Further, the rise in GMT between now and the year 2100 is more likely to be closer to +1C than it is to be +1.5C, as indicated by the pattern of warming and cooling trends over the past 170 years.

For purposes of public policy decision making, this is my position. It must be assumed that a measurable rise in global mean temperature is now baked in to the earth’s climate system. Nothing anyone does between 2023 and the year 2100 will make much, if any, difference to the outcome.

Any problems this relatively minor but unstoppable rise in global mean temperature will cause are easily handled by climate adaptation policies — as opposed to imposing aggressive climate mitigation policies which destroy our legacy energy production and delivery systems for no measurable reduction in the rate of future increase of GMT.

If the climate activists who who pushing hard for the Net Zero transition want to disagree with my analysis, that’s fine, let them do so.

But in making their arguments for destroying our legacy energy supply system in the name of fighting climate change, we should expect the climate activists to offer a credible plan and strategy for convincing China and India to do the same; and we should demand that these activists produce a science-based prediction for just how much the rise in GMT will be slowed if their anti-carbon policy agenda is adopted.

Tim Gorman
Reply to  Beta Blocker
March 18, 2023 12:26 pm

Just my opinion – The US and Western Europe are headed down the same path the Roman Empire went down. The politicians are more interested in getting and maintaining power than in getting things done and the citizenry is degenerate and lives for the bread and circuses put on by government.

March 18, 2023 2:33 am

I predict the AGW deniers will go berserk after reading this article.
Don’t bother responding to each negative comment, Mr. Kilty, because you will not change one mind of one AGW denier. They are 100% sure of themselves.

Ben Vorlich
March 18, 2023 3:40 am

Reading the article I did wonder why with all the 100s of millions of $ going into climate research a 1980s piece of legacy software is still being used. Even with a fancy frontend it’s like an old banger with sawdust in the gearbox and filler and newspaper in the sills
Surely these days you could develop a better solution for an iPhone 14 or Android 12 phone so everyone could play to their heart’s content ? Or Or something open source for Windows?

David Dibbell
March 18, 2023 4:35 am

Good article, Kevin Kilty.
“Interestingly the wrapper doesn’t use p [pi] but the constant 3.14 instead.”
Yes. I discovered this a few months ago as I was trying to sum the model output by wavenumber to match the overall W/m^2 in the graphic output box. Using exactly 3.14 worked.

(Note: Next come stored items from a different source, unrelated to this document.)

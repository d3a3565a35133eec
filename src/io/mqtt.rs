//! MQTT client for receiving location reports
//!
//! Subscribes to the GPS source's location topic and forwards each
//! `{"latitude": .., "longitude": ..}` payload to the geofence engine.

use crate::domain::geometry::Position;
use crate::domain::types::LocationMessage;
use crate::infra::config::Config;
use crate::infra::metrics::Metrics;
use rumqttc::{AsyncClient, Event, MqttOptions, Packet, QoS};
use std::sync::Arc;
use std::time::{Duration, Instant};
use tokio::sync::mpsc::error::TrySendError;
use tokio::sync::{mpsc, watch};
use tracing::{debug, error, info, warn};

/// Start the MQTT client and send parsed positions to the channel
///
/// Reports are sent via try_send to avoid blocking the MQTT eventloop.
/// Dropped reports are counted in metrics and logged (rate-limited).
pub async fn start_mqtt_client(
    config: &Config,
    report_tx: mpsc::Sender<Position>,
    metrics: Arc<Metrics>,
    mut shutdown: watch::Receiver<bool>,
) -> Result<(), Box<dyn std::error::Error + Send + Sync>> {
    let client_id = format!("geofence-ingest-{}", std::process::id());
    let mut mqttoptions = MqttOptions::new(client_id, config.mqtt_host(), config.mqtt_port());
    mqttoptions.set_keep_alive(Duration::from_secs(30));

    if let (Some(username), Some(password)) = (config.mqtt_username(), config.mqtt_password()) {
        mqttoptions.set_credentials(username, password);
    }

    let (client, mut eventloop) = AsyncClient::new(mqttoptions, 100);
    client.subscribe(config.mqtt_location_topic(), QoS::AtMostOnce).await?;

    info!(
        topic = %config.mqtt_location_topic(),
        host = %config.mqtt_host(),
        port = %config.mqtt_port(),
        "mqtt_location_subscribed"
    );

    // Rate-limit drop warnings to 1 per second
    let mut last_drop_warn = Instant::now() - Duration::from_secs(2);

    loop {
        tokio::select! {
            changed = shutdown.changed() => {
                if changed.is_err() || *shutdown.borrow() {
                    info!("mqtt_shutdown");
                    return Ok(());
                }
            }
            result = eventloop.poll() => {
                match result {
                    Ok(Event::Incoming(Packet::Publish(publish))) => {
                        let Some(position) = parse_location_message(&publish.payload) else {
                            metrics.record_report_malformed();
                            debug!(topic = %publish.topic, "location_payload_unparseable");
                            continue;
                        };

                        match report_tx.try_send(position) {
                            Ok(()) => {}
                            Err(TrySendError::Full(_)) => {
                                metrics.record_report_dropped();
                                if last_drop_warn.elapsed() > Duration::from_secs(1) {
                                    warn!("position_report_dropped: channel full");
                                    last_drop_warn = Instant::now();
                                }
                            }
                            Err(TrySendError::Closed(_)) => {
                                warn!("position_report_channel_closed");
                                return Ok(());
                            }
                        }
                    }
                    Ok(Event::Incoming(Packet::ConnAck(_))) => {
                        info!("mqtt_connected");
                    }
                    Ok(_) => {}
                    Err(e) => {
                        error!(error = %e, "mqtt_error");
                        tokio::time::sleep(Duration::from_secs(1)).await;
                    }
                }
            }
        }
    }
}

/// Parse a location payload into a position
///
/// Range checks are left to the engine; this only rejects payloads that are
/// not UTF-8 JSON with numeric latitude and longitude.
pub fn parse_location_message(payload: &[u8]) -> Option<Position> {
    let json_str = std::str::from_utf8(payload).ok()?;
    let message: LocationMessage = serde_json::from_str(json_str).ok()?;
    Some(message.position())
}

#[cfg(test)]
mod tests {
    use super::*;

    #[test]
    fn test_parse_location() {
        let payload = br#"{"latitude": 45.52, "longitude": -122.68, "altitude": 50.0, "speed": 0}"#;
        assert_eq!(parse_location_message(payload), Some(Position::new(45.52, -122.68)));
    }

    #[test]
    fn test_parse_location_out_of_range_passes_through() {
        let payload = br#"{"latitude": 200, "longitude": 0}"#;
        let position = parse_location_message(payload).unwrap();
        assert!(!position.is_valid());
    }

    #[test]
    fn test_parse_invalid_payloads() {
        assert_eq!(parse_location_message(b"not json"), None);
        assert_eq!(parse_location_message(br#"{"longitude": 1.0}"#), None);
        assert_eq!(parse_location_message(&[0xff, 0xfe]), None);
    }

    #[tokio::test]
    async fn test_client_stops_when_shutdown_sender_dropped() {
        let config =
            Config::from_toml_str("[mqtt]\nhost = \"127.0.0.1\"\nport = 1\n", "inline").unwrap();
        let (report_tx, _report_rx) = mpsc::channel(8);
        let (shutdown_tx, shutdown_rx) = watch::channel(false);
        drop(shutdown_tx);

        let result = tokio::time::timeout(
            Duration::from_secs(2),
            start_mqtt_client(&config, report_tx, Arc::new(Metrics::new()), shutdown_rx),
        )
        .await
        .expect("client should stop once the shutdown sender is gone");
        assert!(result.is_ok());
    }
}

I would like to make one more point and “connect the dots” to the NOAA GOES East band 16 images I have been linking to frequently here at WUWT for over a year now. Band 16 is centered at a wavelength of 13.3 microns.

The image attached here to this comment is a plot of the Modtran-derived (i.e. instantaneous, static) difference in overall transmittance by wavelength, for a doubling of CO2 from 280 ppm to 560 ppm, everything else held fixed, using the 1976 U.S. standard atmosphere, no clouds or rain. (In other words, the plotted values show how much reduction in transmittance is computed for a doubling from 280 ppm to 560 ppm.) Notice the peak difference at about 13 microns. Interesting.

And here again is a link to the NOAA GOES East Band 16 (13.3 micron) images. NOAA calls this the CO2 Longwave IR band. The radiance at 30C (yellow) on the brightness temperature color scale is 10 times the radiance at -90C (white.) This is how the motion of the real atmosphere, including the influence on the formation and dissipation of clouds, changes everything about where to expect the energy from the incremental static surface warming effect to end up.

https://www.star.nesdis.noaa.gov/GOES/fulldisk_band.php?sat=G16&band=16&length=12

Thanks again for helping to shed light on the Modtran model and its peculiarities and limitations.

Trans_diff_v_wavelength_280-560.jpeg
Last edited 12 days ago by David Dibbell
Kevin Kilty
Reply to  David Dibbell
March 18, 2023 8:23 am

With regard to the 3.14 factor, I find it gratifying that two people working independently can find the same small issues in a complex topic. I dig a bit at things until I am satisfied that I understand a topic and then dig further to see if everything is consistent. You must be the same.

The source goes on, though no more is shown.